Tibia shaft fracture is a fracture of the proximal (upper) third of the tibia (lower leg bone). Due to the location of the tibia, it is frequently injured. Thus it is the most commonly fractured long bone in the body.

Signs and symptoms 
Patients with tibial shaft fractures present with pain and localized swelling. Due to the pain they are unable to bear weight. There may be deformity, angulation, or malroation of the leg. Fractures that are open (bone exposed or breaking the skin) are common.

Mechanism 
Since approximately one third of the tibia lies directly beneath the skin, open fractures are common compared to other long bones. These open fractures are most commonly caused by high velocity trauma (e.g. motor vehicle collisions), while closed fractures most commonly occur from sports injuries or falls. Osteoporosis can be a contributing factor.
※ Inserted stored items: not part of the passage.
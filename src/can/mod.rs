//! Generic CAN types and traits

pub mod logging;
pub mod mock;
pub mod receiver;

use std::fmt;
use std::time::Duration;

pub use logging::{CanLog, Direction, LogEntry, LoggingCanAdapter};
pub use receiver::{BackgroundReceiver, FrameSource};

/// Maximum payload of a classic CAN frame.
pub const CAN_MAX_DLEN: usize = 8;

const STANDARD_ID_MAX: u32 = 0x7ff;
const EXTENDED_ID_MAX: u32 = 0x1fffffff;

/// Identifier for a CAN frame
#[derive(Copy, Clone, PartialOrd, Eq, PartialEq, Hash)]
#[cfg_attr(feature = "serde", derive(serde::Serialize, serde::Deserialize))]
pub enum Identifier {
    Standard(u32),
    Extended(u32),
}

impl Identifier {
    pub fn is_standard(&self) -> bool {
        match self {
            Identifier::Standard(_) => true,
            Identifier::Extended(_) => false,
        }
    }
    pub fn is_extended(&self) -> bool {
        !self.is_standard()
    }
}

impl fmt::Debug for Identifier {
    fn fmt(&self, f: &mut fmt::Formatter<'_>) -> fmt::Result {
        match self {
            Identifier::Extended(id) => write!(f, "0x{:08x}", id),
            Identifier::Standard(id) => write!(f, "0x{:03x}", id),
        }
    }
}

impl From<u32> for Identifier {
    fn from(id: u32) -> Identifier {
        if id <= STANDARD_ID_MAX {
            Identifier::Standard(id)
        } else {
            Identifier::Extended(id)
        }
    }
}

impl From<Identifier> for u32 {
    fn from(val: Identifier) -> u32 {
        match val {
            Identifier::Standard(id) => id,
            Identifier::Extended(id) => id,
        }
    }
}

/// A classic CAN frame with up to 8 data bytes. The frame length is the length of `data`.
#[derive(Clone, PartialEq, Eq)]
#[cfg_attr(feature = "serde", derive(serde::Serialize, serde::Deserialize))]
pub struct Frame {
    /// Arbitration ID
    pub id: Identifier,
    /// Frame Data
    pub data: Vec<u8>,
    /// Whether the frame was sent out by this adapter and echoed back
    pub loopback: bool,
}

impl Frame {
    pub fn new(id: Identifier, data: &[u8]) -> Result<Frame, crate::error::Error> {
        if data.len() > CAN_MAX_DLEN {
            return Err(crate::error::Error::MalformedFrame);
        }

        // Check if the ID makes sense
        match id {
            Identifier::Standard(id) if id > STANDARD_ID_MAX => return Err(crate::error::Error::MalformedFrame),
            Identifier::Extended(id) if id > EXTENDED_ID_MAX => return Err(crate::error::Error::MalformedFrame),
            _ => {}
        };

        Ok(Frame {
            id,
            data: data.to_vec(),
            loopback: false,
        })
    }

    /// Length of the payload, always between 0 and 8.
    pub fn len(&self) -> usize {
        self.data.len()
    }

    pub fn is_empty(&self) -> bool {
        self.data.is_empty()
    }

    /// Fill the unused bytes with `padding` so the frame carries exactly 8 bytes.
    pub fn pad(&mut self, padding: u8) {
        self.data.resize(CAN_MAX_DLEN, padding);
    }
}

impl fmt::Debug for Frame {
    fn fmt(&self, f: &mut fmt::Formatter<'_>) -> fmt::Result {
        f.debug_struct("Frame")
            .field("id", &self.id)
            .field("data", &hex::encode(&self.data))
            .field("loopback", &self.loopback)
            .finish()
    }
}

/// Trait for a blocking CAN adapter.
pub trait CanAdapter {
    /// Transmit one frame. Returns once the medium accepted the frame.
    fn send(&mut self, frame: &Frame) -> crate::Result<()>;

    /// Wait up to `timeout` for the next frame. Returns `None` only after the timeout elapsed.
    fn recv(&mut self, timeout: Duration) -> crate::Result<Option<Frame>>;

    /// Only receive frames with identifier `id` from now on. Adapters without acceptance filtering
    /// keep receiving everything and leave the check to the caller.
    fn set_filter(&mut self, _id: Identifier) -> crate::Result<()> {
        Ok(())
    }
}

impl<T: CanAdapter + ?Sized> CanAdapter for Box<T> {
    fn send(&mut self, frame: &Frame) -> crate::Result<()> {
        (**self).send(frame)
    }

    fn recv(&mut self, timeout: Duration) -> crate::Result<Option<Frame>> {
        (**self).recv(timeout)
    }

    fn set_filter(&mut self, id: Identifier) -> crate::Result<()> {
        (**self).set_filter(id)
    }
}

#[cfg(test)]
mod tests {
    use super::*;

    #[test]
    fn id_compare() {
        assert_eq!(true, Identifier::Standard(0x123) < Identifier::Standard(0x124));
        assert_eq!(true, Identifier::Standard(0x7ff) > Identifier::Standard(0x100));

        // Extended IDs always have lower priority than standard IDs
        assert_eq!(true, Identifier::Extended(0x1) > Identifier::Standard(0x100));
    }

    #[test]
    fn id_from_u32() {
        assert_eq!(Identifier::from(0x7e0), Identifier::Standard(0x7e0));
        assert_eq!(Identifier::from(0x18daf110), Identifier::Extended(0x18daf110));
        assert_eq!(u32::from(Identifier::Extended(0x18daf110)), 0x18daf110);
    }

    #[test]
    fn frame_length_limit() {
        assert!(Frame::new(0x123.into(), &[0u8; 8]).is_ok());
        assert!(matches!(
            Frame::new(0x123.into(), &[0u8; 9]),
            Err(crate::Error::MalformedFrame)
        ));
        assert!(matches!(
            Frame::new(Identifier::Standard(0x800), &[]),
            Err(crate::Error::MalformedFrame)
        ));
        assert!(matches!(
            Frame::new(Identifier::Extended(0x2000_0000), &[]),
            Err(crate::Error::MalformedFrame)
        ));
    }

    #[test]
    fn frame_padding() {
        let mut frame = Frame::new(0x7e0.into(), &[0x02, 0x10, 0x03]).unwrap();
        frame.pad(0x00);
        assert_eq!(frame.len(), 8);
        assert_eq!(frame.data, vec![0x02, 0x10, 0x03, 0, 0, 0, 0, 0]);
    }
}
Skiing and football (soccer) injuries are also common culprits.

Diagnosis

Examination 
Prior to realignment and splinting an assessment is performed to ensure there are no open wounds, soft-tissue contusions, or neurovascular injuries.

Radiography 
Anteroposterior (AP) and lateral radiographs the include the entire length of the lower leg (knee to ankle) are highly sensitive and specific for tibial shaft fractures.

Classification 
Two systems of fracture classification are commonly used to aid diagnosis and management of tibia shaft fractures:
 Oestern and Tscherne Classification
 Gustilo-Anderson Classification
Management is dependent on the determination of whether the fracture is open or closed.

Management

Nonoperative treatment 
Nonsurgical treatment of tibia shaft fractures is now limited to closed, stable, isolated, minimally displaced fractures caused by a low-energy mechanism of injury. This treatment consists of application of a long-leg cast.

Operative treatment 
Surgical treatment is typically indicated for high-energy trauma fractures. Intramedullary nailing is a common technique, but external fixation may have equivalent outcomes.

Epidemiology 
Tibia shaft fractures are the most common long bone fractures. They account for approximately 4% of the fractures seen in the Medicare population. Tibia shaft fractures are particularly common injuries in certain sports, such as in MMA, where a successful check against an incoming low kick (a defensive technique in which the receiver's shin is used to block the low kick) can result in the practitioner fracturing their own shin.